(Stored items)
□ □ □

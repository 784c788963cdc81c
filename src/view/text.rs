//! Fixed-width cell text.

use unicode_width::{UnicodeWidthChar, UnicodeWidthStr};

/// Ellipsis marking truncated text.
pub const ELLIPSIS: char = '…';

/// Fit `text` into exactly `width` terminal cells.
///
/// Control characters become spaces. Text that is too wide is cut and ends
/// in [`ELLIPSIS`]; shorter text is padded with spaces. A wide character
/// that would straddle the edge is replaced by padding.
pub fn fit(text: &str, width: usize) -> String {
    if width == 0 {
        return String::new();
    }
    let clean: String = text
        .chars()
        .map(|c| if c.is_control() { ' ' } else { c })
        .collect();

    let mut out = String::with_capacity(width);
    let mut used = 0;
    if clean.width() <= width {
        out.push_str(&clean);
        used = clean.width();
    } else {
        let budget = width - 1;
        for c in clean.chars() {
            let w = c.width().unwrap_or(0);
            if used + w > budget {
                break;
            }
            out.push(c);
            used += w;
        }
        out.push(ELLIPSIS);
        used += 1;
    }
    out.extend(std::iter::repeat_n(' ', width - used));
    out
}

/// Display width of `text` in terminal cells.
pub fn display_width(text: &str) -> usize {
    text.width()
}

□ □ □

Write each line of the data down again exactly as it reads.

__Response box__
repository 784c788963cdc81c
filename src/view/text.rs
//! Fixed-width cell text.

use unicode_width::{UnicodeWidthChar, UnicodeWidthStr};

/// Ellipsis marking truncated text.
pub const ELLIPSIS: char = '…';

/// Fit `text` into exactly `width` terminal cells.
///
/// Control characters become spaces. Text that is too wide is cut and ends
/// in [`ELLIPSIS`]; shorter text is padded with spaces. A wide character
/// that would straddle the edge is replaced by padding.
pub fn fit(text: &str, width: usize) -> String {
    if width == 0 {
        return String::new();
    }
    let clean: String = text
        .chars()
        .map(|c| if c.is_control() { ' ' } else { c })
        .collect();

    let mut out = String::with_capacity(width);
    let mut used = 0;
    if clean.width() <= width {
        out.push_str(&clean);
        used = clean.width();
    } else {
        let budget = width - 1;
        for c in clean.chars() {
            let w = c.width().unwrap_or(0);
            if used + w > budget {
                break;
            }
            out.push(c);
            used += w;
        }
        out.push(ELLIPSIS);
        used += 1;
    }
    out.extend(std::iter::repeat_n(' ', width - used));
    out
}

/// Display width of `text` in terminal cells.
pub fn display_width(text: &str) -> usize {
    text.width()
}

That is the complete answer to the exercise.